EXERCISE GOAL: Transcribe every line of the listing below without any deviation.

EXERCISE DATA:
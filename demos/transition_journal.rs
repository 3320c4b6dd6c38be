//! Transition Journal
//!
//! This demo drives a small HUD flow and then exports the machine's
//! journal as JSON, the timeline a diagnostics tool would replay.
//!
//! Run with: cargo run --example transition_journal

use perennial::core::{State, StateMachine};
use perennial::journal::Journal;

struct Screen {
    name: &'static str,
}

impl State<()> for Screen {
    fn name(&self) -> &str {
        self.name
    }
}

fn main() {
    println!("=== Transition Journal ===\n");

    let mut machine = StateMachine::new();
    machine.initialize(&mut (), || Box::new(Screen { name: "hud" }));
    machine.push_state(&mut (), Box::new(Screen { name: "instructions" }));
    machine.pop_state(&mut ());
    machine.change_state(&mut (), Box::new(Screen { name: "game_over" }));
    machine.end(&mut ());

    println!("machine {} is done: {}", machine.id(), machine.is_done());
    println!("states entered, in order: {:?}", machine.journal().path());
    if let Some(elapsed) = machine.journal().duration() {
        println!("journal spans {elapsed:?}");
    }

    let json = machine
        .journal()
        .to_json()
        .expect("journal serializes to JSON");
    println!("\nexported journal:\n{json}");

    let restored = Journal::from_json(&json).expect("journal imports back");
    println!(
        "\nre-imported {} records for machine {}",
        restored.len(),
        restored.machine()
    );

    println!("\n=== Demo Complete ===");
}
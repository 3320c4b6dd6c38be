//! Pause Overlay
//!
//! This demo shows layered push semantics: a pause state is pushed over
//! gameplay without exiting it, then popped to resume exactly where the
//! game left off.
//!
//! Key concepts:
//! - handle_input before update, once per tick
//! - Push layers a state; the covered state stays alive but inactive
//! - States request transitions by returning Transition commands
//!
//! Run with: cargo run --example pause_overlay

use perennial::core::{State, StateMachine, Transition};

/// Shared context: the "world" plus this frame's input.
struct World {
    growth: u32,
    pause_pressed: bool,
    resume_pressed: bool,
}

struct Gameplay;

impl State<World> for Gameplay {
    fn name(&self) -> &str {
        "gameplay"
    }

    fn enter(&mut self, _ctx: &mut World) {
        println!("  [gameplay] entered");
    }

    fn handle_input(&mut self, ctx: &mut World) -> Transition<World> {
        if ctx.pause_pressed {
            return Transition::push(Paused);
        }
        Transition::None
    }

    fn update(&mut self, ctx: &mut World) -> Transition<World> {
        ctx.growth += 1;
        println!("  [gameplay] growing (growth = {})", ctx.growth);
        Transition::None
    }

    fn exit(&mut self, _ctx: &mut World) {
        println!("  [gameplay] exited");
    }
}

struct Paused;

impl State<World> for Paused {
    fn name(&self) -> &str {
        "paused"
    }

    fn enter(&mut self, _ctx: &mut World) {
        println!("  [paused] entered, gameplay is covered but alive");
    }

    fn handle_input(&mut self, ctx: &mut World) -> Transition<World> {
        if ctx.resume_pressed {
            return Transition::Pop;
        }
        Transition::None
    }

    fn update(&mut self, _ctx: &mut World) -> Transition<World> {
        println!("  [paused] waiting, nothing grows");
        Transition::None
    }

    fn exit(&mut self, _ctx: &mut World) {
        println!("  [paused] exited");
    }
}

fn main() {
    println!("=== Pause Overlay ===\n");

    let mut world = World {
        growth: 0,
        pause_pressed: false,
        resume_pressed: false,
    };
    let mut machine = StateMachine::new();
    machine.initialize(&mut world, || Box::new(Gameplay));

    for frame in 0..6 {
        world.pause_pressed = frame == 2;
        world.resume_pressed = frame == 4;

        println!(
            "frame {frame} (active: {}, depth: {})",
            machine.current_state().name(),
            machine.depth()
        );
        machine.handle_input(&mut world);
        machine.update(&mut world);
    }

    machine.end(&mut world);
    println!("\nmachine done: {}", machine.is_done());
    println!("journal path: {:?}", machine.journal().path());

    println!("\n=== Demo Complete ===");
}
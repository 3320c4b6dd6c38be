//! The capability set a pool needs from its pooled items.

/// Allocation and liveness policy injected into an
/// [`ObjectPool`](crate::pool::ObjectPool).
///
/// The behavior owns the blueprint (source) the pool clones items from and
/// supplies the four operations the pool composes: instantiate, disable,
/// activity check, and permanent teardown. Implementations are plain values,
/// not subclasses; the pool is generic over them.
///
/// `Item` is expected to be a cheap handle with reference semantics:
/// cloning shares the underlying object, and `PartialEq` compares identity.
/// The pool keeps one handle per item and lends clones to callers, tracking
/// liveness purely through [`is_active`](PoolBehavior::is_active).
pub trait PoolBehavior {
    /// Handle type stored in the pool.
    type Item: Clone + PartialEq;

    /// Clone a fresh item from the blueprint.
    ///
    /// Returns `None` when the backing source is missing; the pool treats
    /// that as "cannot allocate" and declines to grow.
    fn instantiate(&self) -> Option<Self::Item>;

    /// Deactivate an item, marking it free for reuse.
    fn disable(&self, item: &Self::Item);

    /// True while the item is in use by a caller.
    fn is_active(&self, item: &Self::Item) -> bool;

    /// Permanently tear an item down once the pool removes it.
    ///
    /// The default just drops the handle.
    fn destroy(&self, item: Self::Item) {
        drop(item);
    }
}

RESULT OF THIS EXERCISE:
filename demos/transition_journal.rs
repository 3320c4b6dd6c38be
//! Transition Journal
//!
//! This demo drives a small HUD flow and then exports the machine's
//! journal as JSON, the timeline a diagnostics tool would replay.
//!
//! Run with: cargo run --example transition_journal

use perennial::core::{State, StateMachine};
use perennial::journal::Journal;

struct Screen {
    name: &'static str,
}

impl State<()> for Screen {
    fn name(&self) -> &str {
        self.name
    }
}

fn main() {
    println!("=== Transition Journal ===\n");

    let mut machine = StateMachine::new();
    machine.initialize(&mut (), || Box::new(Screen { name: "hud" }));
    machine.push_state(&mut (), Box::new(Screen { name: "instructions" }));
    machine.pop_state(&mut ());
    machine.change_state(&mut (), Box::new(Screen { name: "game_over" }));
    machine.end(&mut ());

    println!("machine {} is done: {}", machine.id(), machine.is_done());
    println!("states entered, in order: {:?}", machine.journal().path());
    if let Some(elapsed) = machine.journal().duration() {
        println!("journal spans {elapsed:?}");
    }

    let json = machine
        .journal()
        .to_json()
        .expect("journal serializes to JSON");
    println!("\nexported journal:\n{json}");

    let restored = Journal::from_json(&json).expect("journal imports back");
    println!(
        "\nre-imported {} records for machine {}",
        restored.len(),
        restored.machine()
    );

    println!("\n=== Demo Complete ===");
}
repository 3320c4b6dd6c38be
//! Pause Overlay
//!
//! This demo shows layered push semantics: a pause state is pushed over
//! gameplay without exiting it, then popped to resume exactly where the
//! game left off.
//!
//! Key concepts:
//! - handle_input before update, once per tick
//! - Push layers a state; the covered state stays alive but inactive
//! - States request transitions by returning Transition commands
//!
//! Run with: cargo run --example pause_overlay

use perennial::core::{State, StateMachine, Transition};

/// Shared context: the "world" plus this frame's input.
struct World {
    growth: u32,
    pause_pressed: bool,
    resume_pressed: bool,
}

struct Gameplay;

impl State<World> for Gameplay {
    fn name(&self) -> &str {
        "gameplay"
    }

    fn enter(&mut self, _ctx: &mut World) {
        println!("  [gameplay] entered");
    }

    fn handle_input(&mut self, ctx: &mut World) -> Transition<World> {
        if ctx.pause_pressed {
            return Transition::push(Paused);
        }
        Transition::None
    }

    fn update(&mut self, ctx: &mut World) -> Transition<World> {
        ctx.growth += 1;
        println!("  [gameplay] growing (growth = {})", ctx.growth);
        Transition::None
    }

    fn exit(&mut self, _ctx: &mut World) {
        println!("  [gameplay] exited");
    }
}

struct Paused;

impl State<World> for Paused {
    fn name(&self) -> &str {
        "paused"
    }

    fn enter(&mut self, _ctx: &mut World) {
        println!("  [paused] entered, gameplay is covered but alive");
    }

    fn handle_input(&mut self, ctx: &mut World) -> Transition<World> {
        if ctx.resume_pressed {
            return Transition::Pop;
        }
        Transition::None
    }

    fn update(&mut self, _ctx: &mut World) -> Transition<World> {
        println!("  [paused] waiting, nothing grows");
        Transition::None
    }

    fn exit(&mut self, _ctx: &mut World) {
        println!("  [paused] exited");
    }
}

fn main() {
    println!("=== Pause Overlay ===\n");

    let mut world = World {
        growth: 0,
        pause_pressed: false,
        resume_pressed: false,
    };
    let mut machine = StateMachine::new();
    machine.initialize(&mut world, || Box::new(Gameplay));

    for frame in 0..6 {
        world.pause_pressed = frame == 2;
        world.resume_pressed = frame == 4;

        println!(
            "frame {frame} (active: {}, depth: {})",
            machine.current_state().name(),
            machine.depth()
        );
        machine.handle_input(&mut world);
        machine.update(&mut world);
    }

    machine.end(&mut world);
    println!("\nmachine done: {}", machine.is_done());
    println!("journal path: {:?}", machine.journal().path());

    println!("\n=== Demo Complete ===");
}
repository 3320c4b6dd6c38be
//! The capability set a pool needs from its pooled items.

/// Allocation and liveness policy injected into an
/// [`ObjectPool`](crate::pool::ObjectPool).
///
/// The behavior owns the blueprint (source) the pool clones items from and
/// supplies the four operations the pool composes: instantiate, disable,
/// activity check, and permanent teardown. Implementations are plain values,
/// not subclasses; the pool is generic over them.
///
/// `Item` is expected to be a cheap handle with reference semantics:
/// cloning shares the underlying object, and `PartialEq` compares identity.
/// The pool keeps one handle per item and lends clones to callers, tracking
/// liveness purely through [`is_active`](PoolBehavior::is_active).
pub trait PoolBehavior {
    /// Handle type stored in the pool.
    type Item: Clone + PartialEq;

    /// Clone a fresh item from the blueprint.
    ///
    /// Returns `None` when the backing source is missing; the pool treats
    /// that as "cannot allocate" and declines to grow.
    fn instantiate(&self) -> Option<Self::Item>;

    /// Deactivate an item, marking it free for reuse.
    fn disable(&self, item: &Self::Item);

    /// True while the item is in use by a caller.
    fn is_active(&self, item: &Self::Item) -> bool;

    /// Permanently tear an item down once the pool removes it.
    ///
    /// The default just drops the handle.
    fn destroy(&self, item: Self::Item) {
        drop(item);
    }
}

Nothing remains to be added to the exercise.